From the listing below, return every line with the string "Invalid" in it.
Dataset excerpts section start
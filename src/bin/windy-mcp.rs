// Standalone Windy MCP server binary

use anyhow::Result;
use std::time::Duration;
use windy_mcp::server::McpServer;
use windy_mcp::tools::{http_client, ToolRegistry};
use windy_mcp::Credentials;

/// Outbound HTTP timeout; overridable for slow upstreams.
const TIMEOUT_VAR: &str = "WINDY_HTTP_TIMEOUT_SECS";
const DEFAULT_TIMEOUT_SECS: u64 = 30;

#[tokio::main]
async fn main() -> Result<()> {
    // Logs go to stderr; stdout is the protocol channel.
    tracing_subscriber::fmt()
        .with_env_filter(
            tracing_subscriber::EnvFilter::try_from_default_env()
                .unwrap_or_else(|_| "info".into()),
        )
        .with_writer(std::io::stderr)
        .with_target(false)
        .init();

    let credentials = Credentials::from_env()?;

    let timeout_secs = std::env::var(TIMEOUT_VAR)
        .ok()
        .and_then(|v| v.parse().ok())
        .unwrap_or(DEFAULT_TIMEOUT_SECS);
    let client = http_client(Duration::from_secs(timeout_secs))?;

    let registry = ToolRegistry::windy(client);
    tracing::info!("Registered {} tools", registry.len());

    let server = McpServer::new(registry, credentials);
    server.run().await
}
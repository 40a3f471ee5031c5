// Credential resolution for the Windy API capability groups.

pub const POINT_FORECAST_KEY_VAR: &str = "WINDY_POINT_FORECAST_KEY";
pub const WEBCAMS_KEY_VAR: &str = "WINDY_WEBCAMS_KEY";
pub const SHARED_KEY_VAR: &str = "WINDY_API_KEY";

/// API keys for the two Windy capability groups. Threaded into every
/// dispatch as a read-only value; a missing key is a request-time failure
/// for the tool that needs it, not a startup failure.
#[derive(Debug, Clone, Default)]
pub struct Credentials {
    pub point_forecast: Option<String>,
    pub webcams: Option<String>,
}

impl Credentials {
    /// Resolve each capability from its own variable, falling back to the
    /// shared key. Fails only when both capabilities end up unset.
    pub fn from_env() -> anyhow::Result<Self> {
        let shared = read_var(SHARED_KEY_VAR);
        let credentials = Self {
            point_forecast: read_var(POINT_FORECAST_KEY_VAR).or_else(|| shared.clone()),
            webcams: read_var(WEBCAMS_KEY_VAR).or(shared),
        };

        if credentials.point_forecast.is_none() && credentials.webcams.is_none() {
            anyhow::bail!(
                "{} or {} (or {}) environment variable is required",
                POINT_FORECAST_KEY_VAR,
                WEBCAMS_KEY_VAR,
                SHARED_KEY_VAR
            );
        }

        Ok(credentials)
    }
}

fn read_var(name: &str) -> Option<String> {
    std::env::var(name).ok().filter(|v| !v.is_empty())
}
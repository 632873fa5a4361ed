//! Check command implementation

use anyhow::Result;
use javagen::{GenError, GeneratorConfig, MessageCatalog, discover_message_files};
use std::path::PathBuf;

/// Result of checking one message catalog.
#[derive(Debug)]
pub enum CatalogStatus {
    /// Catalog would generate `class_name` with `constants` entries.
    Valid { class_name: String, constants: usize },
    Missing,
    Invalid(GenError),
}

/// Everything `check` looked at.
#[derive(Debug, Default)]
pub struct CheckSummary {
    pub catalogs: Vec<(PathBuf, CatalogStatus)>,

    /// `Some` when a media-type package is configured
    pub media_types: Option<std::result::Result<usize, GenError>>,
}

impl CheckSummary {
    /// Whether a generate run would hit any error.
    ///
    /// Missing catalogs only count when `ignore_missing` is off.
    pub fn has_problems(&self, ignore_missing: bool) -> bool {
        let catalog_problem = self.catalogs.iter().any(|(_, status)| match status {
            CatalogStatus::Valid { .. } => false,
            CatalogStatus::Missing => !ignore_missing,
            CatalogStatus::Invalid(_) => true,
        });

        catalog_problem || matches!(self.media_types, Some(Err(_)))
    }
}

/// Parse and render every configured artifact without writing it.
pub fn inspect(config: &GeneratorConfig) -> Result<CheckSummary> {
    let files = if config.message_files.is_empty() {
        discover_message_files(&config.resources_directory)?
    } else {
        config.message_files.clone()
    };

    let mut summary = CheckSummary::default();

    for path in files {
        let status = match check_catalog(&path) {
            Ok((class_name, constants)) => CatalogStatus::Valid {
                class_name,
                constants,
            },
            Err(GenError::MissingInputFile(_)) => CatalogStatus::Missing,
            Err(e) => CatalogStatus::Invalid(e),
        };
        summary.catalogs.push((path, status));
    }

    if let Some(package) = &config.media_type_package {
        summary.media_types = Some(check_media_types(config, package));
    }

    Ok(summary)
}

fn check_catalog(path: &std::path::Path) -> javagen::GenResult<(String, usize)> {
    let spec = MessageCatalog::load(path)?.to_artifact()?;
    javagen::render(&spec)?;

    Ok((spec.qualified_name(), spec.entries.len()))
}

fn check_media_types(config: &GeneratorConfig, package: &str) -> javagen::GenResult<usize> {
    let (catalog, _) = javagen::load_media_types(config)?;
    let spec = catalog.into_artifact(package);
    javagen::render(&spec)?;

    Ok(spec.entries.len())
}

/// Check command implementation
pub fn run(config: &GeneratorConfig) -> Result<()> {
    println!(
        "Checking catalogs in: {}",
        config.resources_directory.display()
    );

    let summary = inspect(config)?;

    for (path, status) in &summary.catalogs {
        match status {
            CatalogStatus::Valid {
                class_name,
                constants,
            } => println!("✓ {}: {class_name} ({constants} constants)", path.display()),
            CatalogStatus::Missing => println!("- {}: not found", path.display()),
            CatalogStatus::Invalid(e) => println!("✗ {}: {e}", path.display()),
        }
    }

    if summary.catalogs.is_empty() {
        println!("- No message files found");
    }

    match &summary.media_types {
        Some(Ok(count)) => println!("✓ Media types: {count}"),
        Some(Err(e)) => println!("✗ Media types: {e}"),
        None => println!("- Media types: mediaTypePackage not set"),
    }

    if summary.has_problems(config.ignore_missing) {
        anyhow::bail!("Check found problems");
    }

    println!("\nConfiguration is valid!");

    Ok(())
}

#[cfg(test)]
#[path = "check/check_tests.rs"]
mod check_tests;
Dataset excerpts section end
**Result below**
    Invalid(GenError),
            CatalogStatus::Invalid(_) => true,
            Err(e) => CatalogStatus::Invalid(e),
            CatalogStatus::Invalid(e) => println!("✗ {}: {e}", path.display()),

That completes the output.